Ich ging ins Innere, und dampfende Dunkelheit umfasste mich. Ich fragte nach der Toilette. Der Koch stand vor schwarzen Kochtöpfen und rührte. Er schickte mich empor. Ich fand ein Zimmer mit tapetenhaften Wandmalereien, mit Teppichen, mit vergrauten Fotografien ernster Menschen, aber da war keine Toilette. Also ging ich weiter, ein Schlafzimmer offenbar, zwei zu kleine Betten, im moralisch passenden Abstand nebeneinander. Da war eine furnierte Holztruhe, und von ihr ging ein Gefühl der Verbundenheit aus, das ließ mich die Truhe aufklappen. Da war ein weiterer Deckel, den galt es aufzuschrauben, und unter diesem Deckel war ein Metalleimer. Ich setzte mich, und als es sich aus mir befreite, hob ich den Blick zu den Wandfotos, zu diesen Menschen, die zu mir schauten. Stehkrägen, Kleider bis zum Hals, aber keisrunde Male auf Wangen und Stirn, wie wenn sie sich glühende Kaffeetassen auf die Gesichter gedrückt hätten. Ich suchte die Spülung, die es natürlich nicht gab, also versperrte ich die Truhe, humpelte – weil meine Hose noch an den Knöcheln hing – hinüber an ein Bett, und am Bettzeug wischte ich mir den Hintern sauber. Ich zog die Hose hoch und dann zurück ins Dunkle, wo der Koch an der Peka arbeitete. Ich sah an dem Mann etwas weißliches, das über seiner Schulter hing, das er in den Topf hineingleiten ließ, bis sich nur mehr Ausläufer an seiner Schulter festhielten – die er dann abriss und hineindrückte und einen Deckel darüber presste und zu mir herlächelte. Ich lächelte zurück, auf der Insel waren die Menschen so freundlich.

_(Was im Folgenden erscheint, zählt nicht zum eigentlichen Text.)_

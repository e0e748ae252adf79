//! Bridge word selection
//!
//! A bridge between `a` and `b` is a word `w` with edges `a -> w` and
//! `w -> b`. When several exist, the one with the heaviest `a -> w` edge
//! wins; equal weights go to the lexicographically smallest word.

use crate::graph::GraphStore;
use crate::types::{PoetConfig, Weight};
use std::cmp::Ordering;

/// Chooses at most one bridge word between two adjacent words
#[derive(Debug, Clone, Default)]
pub struct BridgeSelector {
    min_bridge_weight: Weight,
}

impl BridgeSelector {
    /// Create a selector that accepts every candidate
    pub fn new() -> Self {
        Self::default()
    }

    /// Create a selector from a config
    pub fn with_config(config: &PoetConfig) -> Self {
        Self {
            min_bridge_weight: config.min_bridge_weight,
        }
    }

    /// Ignore candidates whose `from -> candidate` weight is below `weight`
    pub fn with_min_bridge_weight(mut self, weight: Weight) -> Self {
        self.min_bridge_weight = weight;
        self
    }

    /// Candidates between `from` and `to`, best first.
    ///
    /// Both words must already be case-folded. A word missing from the graph
    /// yields no candidates.
    pub fn candidates<G>(&self, graph: &G, from: &str, to: &str) -> Vec<(String, Weight)>
    where
        G: GraphStore<String> + ?Sized,
    {
        let (from, to) = (from.to_string(), to.to_string());
        if !graph.contains(&from) || !graph.contains(&to) {
            return Vec::new();
        }
        let (Ok(targets), Ok(sources)) = (graph.targets(&from), graph.sources(&to)) else {
            return Vec::new();
        };
        if targets.is_empty() {
            return Vec::new();
        }

        let mut candidates: Vec<(String, Weight)> = targets
            .into_iter()
            .filter(|(word, weight)| *weight >= self.min_bridge_weight && sources.contains_key(word))
            .collect();
        candidates.sort_by(rank);
        candidates
    }

    /// The single best bridge between `from` and `to`, if any
    pub fn select<G>(&self, graph: &G, from: &str, to: &str) -> Option<String>
    where
        G: GraphStore<String> + ?Sized,
    {
        self.candidates(graph, from, to)
            .into_iter()
            .next()
            .map(|(word, _)| word)
    }
}

/// Heavier first, then lexicographically smaller
fn rank(a: &(String, Weight), b: &(String, Weight)) -> Ordering {
    b.1.cmp(&a.1).then_with(|| a.0.cmp(&b.0))
}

Ich trat zu dem Mann, nicht, weil mich seine Arbeit Interessierte, sondern aus rein literarischem Reflex, sprich, alles, was seltsam war, galt es einsammeln, damit ich meinen aktuellen Roman auffüttern konnte, vielleicht gab Koch zwei Seiten her. Er führte mich an den Küchentisch. Dort lag etwas weißliches, mit einem Kopf so groß wie ein Fußball, und mit Armen so lang wie … wie Arme eben. Darauf waren die Saugnäpfe, und als ich in das Gesicht des Kochs sah, erkannte ich jene roten Male von Saugnäpfen, die ich auf den Fotos vorhin gesehen hatte. Der Kalmar atmete noch. Seine Augen waren Blau, und sie trugen eine Traurigkeit, wie ich sie bislang nur von den hiesigen Fischen kannte. Zwischen seinen Beinen floss Blut.

“Ich koche nur weibliche Kalmare”, sagte er.

Ich deutete auf den Kalmar.

Der Koch sagte: “Nein, das ist ein Männchen. Ich habe es nur für die Zubereitung gebraucht. Ich schicke es jetzt ins Dorf, zum Frittieren. Bei mir kommt es in keinen Topf!”

“Schmecken weibliche Kalmare besser?”, fragte ich.

Der Koch sagte: “Nun in ganz bestimmten Situationen. Ich lasse die Kalmare im Salzwassertank kopulieren. Und während sie den Akt vollziehen, fische ich sie raus und dann hacke ich sie voneinander los. Das braucht den richtigen Moment, damit der Penis in der Kalmarin drinnen bleibt.”

Ich schaute dem männlichen Kalmar zwischen die blutigen Beine und dann ging ich hinaus ins Helle, zu den anderen. Ich setzte mich. Ich wartete und schaute aufs weit entfernte Meer. Der Koch brachte schließlich die Peka. Wir machten erste Bissen und ergingen uns in seufzendem “Ah” und “Oh” und “Hm” und priesen den Koch.

“Es ist sooo gut”, frohlockte auch Isolde. “Es schmeckt wie …”

Wir alle warteten, denn sie hatte ihren poetischen Moment, das erkannten wir an den hochgerollten Augen. Sie suchte nun nach einem Wort, einer ihrer berühmten Vergleiche kündigte sich an, man müsste eigentlich immer mit einem Diktiergerät neben ihr hergehen. Sie kaute umher, dann nahm sie noch einen Bissen, und dann kam ihr Ausruf: “Ich weiß, wie es schmeckt!”

Sie kicherte.

“Nun, sag schon, wie schmeckt es?”, fragte Margarita.

“Wie Sperma”, sagte Isolde, und wir lachten kollektiv ob all der Poesie, die uns umgab auf dieser herrlichen Insel.